文化 歴史の風 [連載160]

■収蔵庫の宝物 職員のイチオシ資料紹介
□瓦鉢(がはつ)
鉢は仏教において、僧侶の持ち物や仏へのお供えとして使われる器です。材質により鉄鉢(てっぱつ)石鉢・木鉢・瓦鉢などがあります。このうち、土器で作られた鉢のことを「瓦鉢」と呼びます。
写真(本紙27ページ)の瓦鉢は、市川橋遺跡伏石地区で発見された平安時代の井戸跡から出土しました。この地区では、ほかにも木製の仏像破片など、仏教関連遺物が多数出土しています。
瓦鉢の表面には、2行にわたって墨で文字が書かれています。発掘調査を行った直後には、一部分のみしか解読ができませんでしたが、その後に行われた国立歴史民俗博物館の三上教授による調査で、「仏殿」という文字が発見されました。

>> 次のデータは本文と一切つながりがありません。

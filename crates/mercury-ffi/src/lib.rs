//! C ABI for the Mercury instrumentation engine
//!
//! Every exported function works against one process-wide [`Engine`] and
//! reports failure with a sentinel (`-1`, `0` or null) rather than
//! unwinding. String arguments may be null; paths are used as literal bytes.
//!
//! Ownership across the boundary:
//! - `stop_monitoring` returns a heap record the caller frees with
//!   `free_metrics`.
//! - `create_test_context` returns an opaque non-zero handle that is
//!   released by `finalize_test_context` or `destroy_test_context`.

mod guard;
mod strings;

pub mod monitor;
pub mod orchestrator;

pub use mercury_core::MetricsRecord;

use guard::ffi_guard;
use libc::{c_char, c_int};
use mercury_core::Engine;
use once_cell::sync::Lazy;

/// Engine shared by every entry point
pub(crate) static ENGINE: Lazy<Engine> = Lazy::new(Engine::default);

/// Install a stderr log subscriber at `level` (e.g. `"info"`).
///
/// Returns 0 on success (including when logging is already set up) and -1
/// for a null or unparsable level.
///
/// # Safety
/// `level` must be null or a valid NUL-terminated string.
#[no_mangle]
pub unsafe extern "C" fn mercury_init_logging(level: *const c_char) -> c_int {
    ffi_guard("mercury_init_logging", -1, || {
        let Some(level) = strings::opt_str(level) else {
            return -1;
        };
        match mercury_core::init_logging(&level) {
            Ok(()) => 0,
            Err(_) => -1,
        }
    })
}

「仏殿」と書かれたものが発見されると、あたかも付近に東大寺のような大寺院があったのかと思われますが、付近で発見される建物の構造は、多賀城周辺で見つかる役人の住まいとほとんど変わりません。
土器に墨で文字を書くという行為は、むしろ呪術的な意味合いが強いことが指摘されており、役人の住まいを「仏殿」に見立てて、仏教儀礼を行った可能性があります。
発見された仏像破片についても、寺院などに残された古代の仏像に比べると大変小さく、特殊な事例と言えます。
平安京の貴族邸宅で行われたような仏教儀礼が、多賀城周辺における役人の住まいでも行われていたのでしょうか。
多賀城市内の地下には、過去の歴史を物語るさまざまな資料が眠っており、一つ一つの調査成果の積み重ねから、地域の歴史が明らかにされてきています。

*紹介した資料は、12月末まで埋蔵文化財調査センター展示室で見ることができます。